Suffice it to say, there’s a lot -- a LOT -- of stuff at the Consumer Electronics Show. One of our goals was to find things that could make a difference in a person’s life; things that could enhance someone’s well-being or make a person’s life safer.
Here’s some of what we found on the subject of safety:
Worry-free bike riding
Bike riders are often treated like second-class citizens by automobile drivers. As more adults take up biking, the rate of related injuries is going up.
While a bike helmet might be better suited to the safety side of tech, having something that can help you communicate with other people on the road can also simplify things for bikers.
At CES 2020, ConsumerAffairs came across LIVALL (“live all”), a company who’s mountain bike helmet does just that, giving the ride:
Tail lights and turn indicators
Smart lighting (that lasts for up to 10 hours)
One-button click for SOS
One-click answer for a phone
“In all facets of transportation safety is the preeminent concern, and this is especially true for cyclists who are exposed and constantly in harm’s way,” said Bryan Zheng, Founder and CEO, of LIVALL. “LIVALL aims to create a safe cycling ecosystem; for us, safety is the ultimate luxury.”
A belt that can prevent falls
Would you believe that falls result in more than 2.8 million injuries, 800,000 hospitalizations, and upwards of 27,000 deaths every year? That’s what the U.S. Centers for Disease Control and Prevention says.
So, how does one tackle that problem? In partnership with Samsung, WeltCorp has created a “smart” belt that has quantitative gait markers that can predict if someone’s about to fall.

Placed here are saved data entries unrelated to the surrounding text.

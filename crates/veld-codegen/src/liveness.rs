//! Live-interval collection.
//!
//! Walks a function body in the same order the driver emits it,
//! advancing the position counter once per node and recording every
//! definition and use of a named local. Loop back-edges are handled by
//! extending the interval of any variable that was live before the
//! loop and touched inside it to the loop's end, so a register freed
//! mid-body can never be clobbered before the next iteration reads it.

use crate::regalloc::{Interval, IntervalBuilder};
use veld_parser::ast::{Expr, ExprKind, Stmt, StmtKind};

#[derive(Default)]
struct Scan {
    b: IntervalBuilder,
    defers: Vec<Vec<Expr>>,
}

/// Collect intervals for a function body (or the top-level program).
/// `params` are defined at the entry position.
pub fn scan_function(params: &[String], stmts: &[Stmt]) -> Vec<Interval> {
    let mut scan = Scan::default();
    scan.b.step();
    for p in params {
        scan.b.record_def(p);
    }
    scan.defers.push(Vec::new());
    for stmt in stmts {
        scan.stmt(stmt);
    }
    scan.flush_defers();
    scan.b.finish()
}

/// Collect intervals for a lambda whose body is a single expression.
pub fn scan_lambda(params: &[String], body: &Expr) -> Vec<Interval> {
    match &body.kind {
        ExprKind::Block(stmts) => scan_function(params, stmts),
        _ => {
            let mut scan = Scan::default();
            scan.b.step();
            for p in params {
                scan.b.record_def(p);
            }
            scan.defers.push(Vec::new());
            scan.expr(body);
            scan.flush_defers();
            scan.b.finish()
        }
    }
}

impl Scan {
    fn flush_defers(&mut self) {
        let deferred = self.defers.pop().unwrap_or_default();
        for expr in deferred.iter().rev() {
            self.expr(expr);
        }
    }

    fn stmt(&mut self, stmt: &Stmt) {
        match &stmt.kind {
            StmtKind::Bind { name, value, .. } => {
                // Top-level lambdas and string constants never occupy
                // a register; everything else defines the name.
                match &value.kind {
                    ExprKind::Lambda { .. } | ExprKind::Str(_) => {}
                    _ => {
                        self.expr(value);
                        self.b.step();
                        self.b.record_def(name);
                    }
                }
            }
            StmtKind::Assign { name, value } => {
                self.expr(value);
                self.b.step();
                self.b.record_def(name);
            }
            StmtKind::Loop {
                var, lo, hi, body, ..
            } => {
                self.expr(lo);
                self.expr(hi);
                self.b.step();
                self.b.record_def(var);
                // The bound lives in a hidden local for the duration.
                self.b.record_def(&loop_bound_name(var));
                let loop_start = self.b.position();
                self.defers.push(Vec::new());
                for s in body {
                    self.stmt(s);
                }
                self.flush_defers();
                self.b.step();
                self.b.record_use(var);
                self.b.record_use(&loop_bound_name(var));
                self.close_loop(loop_start);
            }
            StmtKind::Defer(e) => {
                if let Some(scope) = self.defers.last_mut() {
                    scope.push(e.clone());
                }
            }
            StmtKind::Ret(value) => {
                if let Some(e) = value {
                    self.expr(e);
                }
            }
            StmtKind::Break | StmtKind::Continue | StmtKind::Import(_) => {}
            StmtKind::Expr(e) => self.expr(e),
        }
    }

    fn close_loop(&mut self, loop_start: u32) {
        self.b.extend_live_across(loop_start);
    }

    fn expr(&mut self, expr: &Expr) {
        self.b.step();
        match &expr.kind {
            ExprKind::Ident(name) => self.b.record_use(name),
            ExprKind::Number(_) | ExprKind::Str(_) => {}
            ExprKind::Binary { lhs, rhs, .. } | ExprKind::OrElse { lhs, rhs } => {
                self.expr(lhs);
                self.expr(rhs);
            }
            ExprKind::Unary { expr: inner, .. } => self.expr(inner),
            ExprKind::Call { args, .. } => {
                for a in args {
                    self.expr(a);
                }
            }
            // Nested lambdas get their own scan when they are emitted.
            ExprKind::Lambda { .. } => {}
            ExprKind::Block(stmts) => {
                self.defers.push(Vec::new());
                for s in stmts {
                    self.stmt(s);
                }
                self.flush_defers();
            }
            ExprKind::Match {
                scrutinee,
                arms,
                default,
            } => {
                self.expr(scrutinee);
                for arm in arms {
                    self.expr(&arm.pattern);
                    self.expr(&arm.body);
                }
                if let Some(d) = default {
                    self.expr(d);
                }
            }
        }
    }
}

/// The hidden local holding a loop's upper bound.
pub fn loop_bound_name(var: &str) -> String {
    format!("{var}.hi")
}

#[cfg(test)]
mod tests {
    use super::*;
    use veld_parser::{lex, parse};

    fn intervals(src: &str) -> Vec<Interval> {
        let program = parse(lex(src).unwrap()).unwrap();
        scan_function(&[], &program.stmts)
    }

    #[test]
    fn test_simple_def_use() {
        let iv = intervals("x = 1\nprintln(x)");
        let x = iv.iter().find(|i| i.name == "x").unwrap();
        assert_eq!(x.defs.len(), 1);
        assert_eq!(x.uses.len(), 1);
        assert!(x.start < x.end);
    }

    #[test]
    fn test_loop_variable_lives_through_body() {
        let iv = intervals("sum := 0\n@ i in 1..10 { sum <- sum + i }\nprintln(sum)");
        let sum = iv.iter().find(|i| i.name == "sum").unwrap();
        let i = iv.iter().find(|i| i.name == "i").unwrap();
        // The loop counter's interval reaches the loop bottom where the
        // increment reads it.
        assert!(i.end > i.start);
        // sum is used after the loop, so it outlives the counter's
        // first use.
        assert!(sum.end > i.start);
        // The hidden bound local exists for the loop's duration.
        assert!(iv.iter().any(|iv| iv.name == "i.hi"));
    }

    #[test]
    fn test_string_bindings_take_no_interval() {
        let iv = intervals("s = \"hi\"\nprintln(s)");
        assert!(!iv.iter().any(|i| i.name == "s" && !i.defs.is_empty()));
    }

    #[test]
    fn test_deferred_uses_extend_lifetimes() {
        let iv = intervals("x = 1\ndefer println(x)\nprintln(2)");
        let x = iv.iter().find(|i| i.name == "x").unwrap();
        // The deferred read happens at flush time, after the last
        // ordinary statement.
        assert!(x.uses.iter().any(|&u| u > x.defs[0]));
    }
}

It also monitors waist size, activity, sitting, and eating (as in you ate too much).
If you think it’s some big, bulky, ugly thing, it’s not even close. The models that ConsumerAffairs demoed were classy-looking (going as far as Italian leather on some) with a belt buckle that didn’t look like a digital device.
Keep your hands to yourself, kid
Whether they’re two years old or 10, kids are curious and love to open up canisters and jars they find in the kitchen.
Enter Cambridge MA’s Varna Technologies and the Halo+, a device built to secure the Mason Jars that adults tend to put (or hide) everything from candy to cannabis in. In fact, the makers of Halo+ got their idea after hearing about the surge of children who were accessing cannabis products parents may have hidden away in a Mason Jar.
“We created Varna Tech and the Halo line of products to allow users peace of mind when storing their belongings,” Jordan Nollman, the founder of Sprout Studios said in a release. “Whether our users are keeping edible cannabis products out of the hands of their children or monitoring their parents and grandparents’ medication intake, or keeping family heirlooms safe, our Halo products can help.”
Halo+ is an app-enabled device that connects and tracks the content of any object -- like a Mason Jar -- that it’s linked to.
Babies like to put things in their mouth, right? That’s especially true for things that are small and round, like a piece of candy.
Landsdowne Labs -- home of Dr. Robert Langer, the “Edison of medicine” -- found that there have been more than 80,000 instances of children ingesting “button batteries” like those used in many toys, ringing up both fatalities and severe injuries in the last 10 years.
In a demonstration ConsumerAffairs took in at Landsdowne’s CES booth, we were shown button battery technology that’s designed to deactivate a battery’s toxicity if someone ingests one.
The product Landsdowne created to offset the dangers of ingesting a battery is called “ChildLok.” The company claims that, through deactivation, chemical burns, permanent tissue damage to the esophagus, and even death may be reduced.
The company told ConsumerAffairs that it hasn’t determined a cost for ChildLok yet, but the price point it’s shooting for is “low cost.”
Keeping tabs on kids
One particular product ConsumerAffairs made note of was Elios’ GPS smart trackers. While the device can track anything from a computer to a dog, what impressed us the most was the application it has in regards to personal safety and the locating of people, especially children.
Josh Cross, Elios’ CMO, told ConsumerAffairs that the company’s only use of a user’s data is what’s absolutely necessary to have the best tracking experience possible. Even when a wearer is “off the grid,” the device’s coverage goes well past traditional mobile phone networks -- a feature that caught the attention of Elizabeth Smart, who gained national attention when she was abducted at age 14 from her home in Salt Lake City.
“She (Elizabeth Smart) heard about Elios and did a real-life test with us in real time,” Cross said. “Time and time again we were able to track (who/what) we were searching for within two feet of where the (user or device) went.”
Smart was so impressed that she and Elios created a partnership to “motivate parents, law enforcement and leaders worldwide to focus on children’s safety” using a product like the company’s smart trackers.